Landesweiter Einsatz möglich Sichtschutzzäune gegen Gaffer – Pilotversuch auf A2 und A7

Von dpa

Schaulustige fotografieren in Bayern mit ihren Smartphones eine Unfallstelle, an der ein Autotransporter auf dem Dach liegt. Symbolfoto: dpaSchaulustige fotografieren in Bayern mit ihren Smartphones eine Unfallstelle, an der ein Autotransporter auf dem Dach liegt. Symbolfoto: dpa

Hannover. Zum Schutz vor Gaffern an Unfallstellen hat das niedersächsische Verkehrsministerium die A2 und der A7 mit mobilen Sichtschutzzäunen ausgestattet.

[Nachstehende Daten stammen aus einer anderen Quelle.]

use std::collections::BTreeMap;
use std::path::{Path, PathBuf};

use tracing::{debug, warn};
use walkdir::WalkDir;

/// ROM name (file stem) to full path, in a stable iteration order.
pub type RomMap = BTreeMap<String, PathBuf>;

/// Walks `root` recursively and collects every file whose extension matches one
/// of `extensions` (case-insensitive, no leading dot).
///
/// A later file with the same stem replaces an earlier one. A missing or
/// unreadable root yields an empty map.
pub fn scan(root: &Path, extensions: &[String]) -> RomMap {
    let mut roms = RomMap::new();

    if !root.is_dir() {
        warn!(root = %root.display(), "ROM directory does not exist");
        return roms;
    }

    for entry in WalkDir::new(root) {
        let entry = match entry {
            Ok(e) => e,
            Err(e) => {
                debug!("Skipping unreadable entry: {e}");
                continue;
            }
        };
        if !entry.file_type().is_file() || !has_rom_extension(entry.path(), extensions) {
            continue;
        }
        let Some(stem) = entry.path().file_stem() else {
            continue;
        };
        roms.insert(stem.to_string_lossy().into_owned(), entry.into_path());
    }

    debug!(root = %root.display(), count = roms.len(), "Catalog scan finished");
    roms
}

fn has_rom_extension(path: &Path, extensions: &[String]) -> bool {
    path.extension()
        .and_then(|ext| ext.to_str())
        .is_some_and(|ext| extensions.iter().any(|want| want.eq_ignore_ascii_case(ext)))
}
impl ManifestBuilder {
    #[allow(clippy::too_many_arguments)]
    pub fn new(
        db: Arc<DbPool>,
        carrier: Arc<dyn ShipmentApi>,
        official: Arc<dyn ManifestApi>,
        artifacts: Arc<ArtifactStore>,
        renderer: Arc<dyn DocumentRenderer>,
        financial: FinancialBridge,
        config: ManifestConfig,
    ) -> Self {
        Self {
            store: ShipmentStore::new(db.clone()),
            audit: AuditLog::new(db.clone()),
            db,
            carrier,
            official,
            artifacts,
            renderer,
            financial,
            config,
        }
    }

    #[instrument(skip(self))]
    pub async fn generate_manifest_for_shipments(
        &self,
        ids: &[i32],
        actor: Option<&str>,
    ) -> Result<ManifestOutcome, ServiceError> {
        let requested: BTreeSet<i32> = ids.iter().copied().collect();
        if requested.is_empty() {
            return Err(ServiceError::ValidationError(
                "select at least one shipment".into(),
            ));
        }

        let candidates = shipment::Entity::find()
            .filter(shipment::Column::Id.is_in(requested.iter().copied()))
            .filter(shipment::Column::ManifestId.is_null())
            .filter(shipment::Column::DeletedAt.is_null())
            .filter(shipment::Column::Status.is_in(ShipmentStatus::manifestable()))
            .order_by_asc(shipment::Column::Id)
            .all(&*self.db)
            .await?;

        if candidates.len() != requested.len() {
            let found: BTreeSet<i32> = candidates.iter().map(|s| s.id).collect();
            let rejected: Vec<String> = requested
                .difference(&found)
                .map(|id| id.to_string())
                .collect();
            return Err(ServiceError::InvalidOperation(format!(
                "shipments {} are missing, cancelled or already manifested",
                rejected.join(", ")
            )));
        }

        let mut warnings = Vec::new();
        let mut batch = Vec::with_capacity(candidates.len());
        for shipment in candidates {
            if shipment.status != ShipmentStatus::Created {
                batch.push(shipment);
                continue;
            }
            match self.confirm_for_manifest(&shipment, actor).await {
                Ok(confirmed) => batch.push(confirmed),
                Err(message) => warnings.push(message),
            }
        }

        if batch.is_empty() {
            return Err(ServiceError::InvalidOperation(format!(
                "no shipment left to manifest: {}",
                warnings.join("; ")
            )));
        }

        let generated_at = Utc::now();
        let reference = format!(
            "{}{}",
            self.config.reference_prefix,
            generated_at.format("%Y%m%d%H%M%S%3f")
        );
        let totals = totals(&batch);

        let document = ManifestDocumentData {
            reference: reference.clone(),
            sender_customer_code: batch[0].sender_customer_code.clone(),
            departure_depot: batch[0].departure_depot.clone(),
            generated_at,
            rows: batch
                .iter()
                .map(|s| ManifestRow {
                    numeric_reference: s.numeric_reference,
                    alphanumeric_reference: s.alphanumeric_reference.clone(),
                    consignee_name: s.consignee_name.clone(),
                    consignee_city: s.consignee_city.clone(),
                    consignee_country: s.consignee_country.clone(),
                    parcels: s.number_of_parcels,
                    weight_kg: s.weight_kg,
                    volume_m3: s.volume_m3.unwrap_or(0.0),
                })
                .collect(),
            total_parcels: totals.parcels,
            total_weight_kg: totals.weight_kg,
            total_volume_m3: totals.volume_m3,
        };
        let pdf = self.renderer.render_manifest(&document)?;
        let local = self
            .artifacts
            .write_document(MANIFESTS_DIR, &reference, &pdf)
            .await?;
        if let Some(backup_error) = &local.backup_error {
            warnings.push(backup_error.clone());
        }
        let mut written = vec![local.path.clone()];

        let mut official_number = None;
        let mut official_url = None;
        let mut official_pdf_path = None;
        if self.config.official_enabled {
            let request = ManifestRequest {
                sender_customer_code: document.sender_customer_code.clone(),
                departure_depot: document.departure_depot.clone(),
                shipments: batch
                    .iter()
                    .map(|s| ManifestShipmentRef {
                        numeric_sender_reference: s.numeric_reference,
                        alphanumeric_sender_reference: s.alphanumeric_reference.clone(),
                        number_of_parcels: i64::from(s.number_of_parcels),
                        weight_kg: s.weight_kg,
                    })
                    .collect(),
            };
            match self.official.generate_official_manifest(&request).await {
                Ok(official) => {
                    official_number = official.manifest_number;
                    official_url = official.manifest_url;
                    if let Some(stream) = official.pdf_stream.as_deref() {
                        match self.store_official_pdf(&reference, stream).await {
                            Ok(path) => {
                                written.push(path.clone());
                                official_pdf_path = Some(path);
                            }
                            Err(e) => warnings.push(format!(
                                "Official manifest document could not be saved: {}",
                                e
                            )),
                        }
                    }
                }
                Err(e) => {
                    let message = format!("Official BRT manifest not generated: {}", e.message());
                    warn!(%reference, error = %e, "official manifest request failed");
                    self.audit
                        .warning(message.clone(), json!({ "reference": reference }), actor)
                        .await;
                    warnings.push(message);
                }
            }
        }

        let batch_ids: Vec<i32> = batch.iter().map(|s| s.id).collect();
        let saved = match self
            .persist(
                &reference,
                &batch_ids,
                totals,
                generated_at,
                &local.path,
                official_number,
                official_url,
                official_pdf_path,
                actor,
            )
            .await
        {
            Ok(saved) => saved,
            Err(e) => {
                for path in &written {
                    self.artifacts.delete(path).await;
                }
                self.audit
                    .error(
                        format!("Manifest {} could not be saved", reference),
                        json!({ "reference": reference, "shipments": batch_ids, "error": e.to_string() }),
                        actor,
                    )
                    .await;
                return Err(e);
            }
        };

        let shipments = shipment::Entity::find()
            .filter(shipment::Column::ManifestId.eq(saved.id))
            .order_by_asc(shipment::Column::Id)
            .all(&*self.db)
            .await?;

        info!(
            manifest_id = saved.id,
            %reference,
            shipments = shipments.len(),
            parcels = totals.parcels,
            "manifest generated"
        );
        self.audit
            .info(
                format!("Manifest {} generated", reference),
                json!({
                    "manifest_id": saved.id,
                    "shipments": batch_ids,
                    "warnings": warnings,
                }),
                actor,
            )
            .await;
        self.artifacts.cleanup_expired().await;

        Ok(ManifestOutcome {
            view: ManifestView {
                manifest: saved,
                shipments,
            },
            warnings,
        })
    }

    /// Confirms a `created` shipment on the carrier side. An "already confirmed"
    /// rejection counts as success.
    async fn confirm_for_manifest(
        &self,
        shipment: &shipment::Model,
        actor: Option<&str>,
    ) -> Result<shipment::Model, String> {
        let result = self.carrier.confirm_shipment(&shipment.carrier_key()).await;
        match result {
            Ok(_) => {}
            Err(e) if e.is_already_confirmed() => {
                info!(shipment_id = shipment.id, "shipment was already confirmed");
            }
            Err(e) => {
                let message = format!(
                    "Shipment {} (reference {}) left out: confirmation failed: {}",
                    shipment.id,
                    shipment.numeric_reference,
                    e.message()
                );
                warn!(shipment_id = shipment.id, error = %e, "confirmation before manifest failed");
                self.audit
                    .warning(
                        message.clone(),
                        json!({ "shipment_id": shipment.id, "error": e.message() }),
                        actor,
                    )
                    .await;
                return Err(message);
            }
        }

        let confirmed = self
            .store
            .mark_confirmed(shipment.id)
            .await
            .map_err(|e| format!("Shipment {} could not be updated: {}", shipment.id, e))?;
        if let Err(e) = self.financial.ensure_financial_entry(confirmed.id, false).await {
            warn!(shipment_id = confirmed.id, error = %e, "ledger entry not recorded");
        }
        Ok(confirmed)
    }

    async fn store_official_pdf(&self, reference: &str, stream: &str) -> Result<String, ServiceError> {
        let compact: String = stream.chars().filter(|c| !c.is_whitespace()).collect();
        let bytes = STANDARD
            .decode(compact.as_bytes())
            .map_err(|e| ServiceError::InvalidOperation(format!("manifest stream is not base64: {}", e)))?;
        let stem = format!("{}_official", reference);
        Ok(self
            .artifacts
            .write_document(MANIFESTS_DIR, &stem, &bytes)
            .await?
            .path)
    }

    /// Inserts the manifest and links the shipments in one transaction.
    #[allow(clippy::too_many_arguments)]
    async fn persist(
        &self,
        reference: &str,
        shipment_ids: &[i32],
        totals: Totals,
        generated_at: chrono::DateTime<Utc>,
        pdf_path: &str,
        official_number: Option<String>,
        official_url: Option<String>,
        official_pdf_path: Option<String>,
        actor: Option<&str>,
    ) -> Result<manifest::Model, ServiceError> {
        let txn = self.db.begin().await?;

        let saved = manifest::ActiveModel {
            reference: Set(reference.to_string()),
            official_number: Set(official_number),
            official_url: Set(official_url),
            official_pdf_path: Set(official_pdf_path),
            pdf_path: Set(Some(pdf_path.to_string())),
            generated_at: Set(generated_at),
            shipment_count: Set(shipment_ids.len() as i32),
            parcel_count: Set(totals.parcels),
            total_weight_kg: Set(totals.weight_kg),
            total_volume_m3: Set(totals.volume_m3),
            created_by: Set(actor.map(str::to_string)),
            created_at: Set(Utc::now()),
            ..Default::default()
        }
        .insert(&txn)
        .await?;

        let assigned = shipment::Entity::update_many()
            .col_expr(shipment::Column::ManifestId, Expr::value(saved.id))
            .col_expr(shipment::Column::ManifestGeneratedAt, Expr::value(generated_at))
            .col_expr(shipment::Column::UpdatedAt, Expr::value(Utc::now()))
            .filter(shipment::Column::Id.is_in(shipment_ids.iter().copied()))
            .filter(shipment::Column::ManifestId.is_null())
            .exec(&txn)
            .await?;

        if assigned.rows_affected != shipment_ids.len() as u64 {
            txn.rollback().await?;
            return Err(ServiceError::Conflict(
                "some shipments were manifested concurrently".into(),
            ));
        }

        txn.commit().await?;
        Ok(saved)
    }

    pub async fn get(&self, id: i32) -> Result<ManifestView, ServiceError> {
        let manifest = manifest::Entity::find_by_id(id)
            .one(&*self.db)
            .await?
            .ok_or_else(|| ServiceError::not_found("Manifest", id))?;
        let shipments = shipment::Entity::find()
            .filter(shipment::Column::ManifestId.eq(id))
            .order_by_asc(shipment::Column::Id)
            .all(&*self.db)
            .await?;
        Ok(ManifestView {
            manifest,
            shipments,
        })
    }

    /// Newest first, each with its shipments.
    pub async fn list(
        &self,
        page: u64,
        per_page: u64,
    ) -> Result<(Vec<ManifestView>, u64), ServiceError> {
        let paginator = manifest::Entity::find()
            .order_by_desc(manifest::Column::Id)
            .paginate(&*self.db, per_page.max(1));
        let total = paginator.num_items().await?;
        let manifests = paginator.fetch_page(page.saturating_sub(1)).await?;
        let shipments = manifests.load_many(shipment::Entity, &*self.db).await?;

        let views = manifests
            .into_iter()
            .zip(shipments)
            .map(|(manifest, shipments)| ManifestView {
                manifest,
                shipments,
            })
            .collect();
        Ok((views, total))
    }
}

Die Autobahnmeisterei Hannover kann je nach Bedarf die Barrieren aufstellen, um Opfer und Retter abzuschirmen. "Beim Versuch, neugierige Blicke auf eine Unfallstelle zu erhaschen, bremsen Gaffer oft plötzlich ab und gefährden dadurch sich und andere", sagte Verkehrsminister Bernd Althusmann (CDU) am Freitag. Die Zäune verhinderten auch Staus und erleichterten die Arbeit für Rettungskräfte und Polizei.

Sichtbarrieren zunächst ein Test

Die Sichtbarrieren werden zunächst ein Jahr lang auf den Autobahnen erprobt, und zwar zwischen Bad Nenndorf und Hämelerwald sowie zwischen Schwarmstedt/Berkhof und südlich bis zum Autobahndreieck Hannover-Süd. Das Projekt von Innen- und Verkehrsministerium soll gründlich ausgewertet werden. In Nordrhein-Westfalen, Baden-Württemberg und Bayern hätten sich die Schutzzäune bereits bewährt. "Wenn sich die positiven Erwartungen auch bei uns erfüllen, ist ein landesweiter Einsatz geplant", sagte Althusmann.

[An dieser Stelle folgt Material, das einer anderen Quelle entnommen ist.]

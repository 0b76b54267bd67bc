use axum::{
    extract::{Path, Query, State},
    response::{Json, Response},
};
use serde::Deserialize;
use validator::Validate;

use super::{file_response, paginate, Operator, PageQuery};
use crate::{
    errors::ServiceError,
    services::manifests::{ManifestOutcome, ManifestView},
    ApiResponse, ApiResult, AppState, PaginatedResponse,
};

#[derive(Debug, Deserialize, Validate)]
pub struct GenerateManifestRequest {
    #[validate(length(min = 1, message = "Select at least one shipment"))]
    pub shipment_ids: Vec<i32>,
}

#[derive(Debug, Deserialize, Default)]
pub struct ManifestDocumentQuery {
    /// `official` for the carrier's document, the local PDF otherwise
    pub kind: Option<String>,
}

pub async fn generate_manifest(
    State(state): State<AppState>,
    operator: Operator,
    Json(payload): Json<GenerateManifestRequest>,
) -> ApiResult<ManifestOutcome> {
    payload.validate()?;
    let outcome = state
        .services
        .manifests
        .generate_manifest_for_shipments(&payload.shipment_ids, operator.as_deref())
        .await?;
    Ok(Json(ApiResponse::success(outcome)))
}

pub async fn list_manifests(
    State(state): State<AppState>,
    Query(query): Query<PageQuery>,
) -> ApiResult<PaginatedResponse<ManifestView>> {
    let (page, limit) = query.resolve(&state.config);
    let (items, total) = state.services.manifests.list(page, limit).await?;
    Ok(Json(ApiResponse::success(paginate(items, total, page, limit))))
}

pub async fn get_manifest(
    State(state): State<AppState>,
    Path(id): Path<i32>,
) -> ApiResult<ManifestView> {
    let view = state.services.manifests.get(id).await?;
    Ok(Json(ApiResponse::success(view)))
}

pub async fn download_manifest(
    State(state): State<AppState>,
    Path(id): Path<i32>,
    Query(query): Query<ManifestDocumentQuery>,
) -> Result<Response, ServiceError> {
    let view = state.services.manifests.get(id).await?;
    let official = query
        .kind
        .as_deref()
        .is_some_and(|kind| kind.eq_ignore_ascii_case("official"));
    let relative = if official {
        view.manifest.official_pdf_path
    } else {
        view.manifest.pdf_path
    }
    .ok_or_else(|| ServiceError::NotFound(format!("manifest {} has no such document", id)))?;

    if !state.services.artifacts.exists(&relative).await {
        return Err(ServiceError::NotFound(format!(
            "document file of manifest {} is missing",
            id
        )));
    }
    let path = state.services.artifacts.absolute(&relative)?;
    file_response(&path).await
}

Immer wieder gibt es Fälle, bei denen Schaulustige Unfallopfer und Retter behindern. Bei einem tödlichen Unfall auf der Insel Usedom in Mecklenburg-Vorpommern hatten erst am Mittwoch Autofahrer einem Bestatter den Mittelfinger gezeigt. In Bayern hatte wenige Wochen zuvor ein Video für Schlagzeilen gesorgt, in dem ein wütender Polizist bei einem Unfall zu sehen ist und Gaffer fragt, ob sie nicht aussteigen und die Leiche sehen wollten.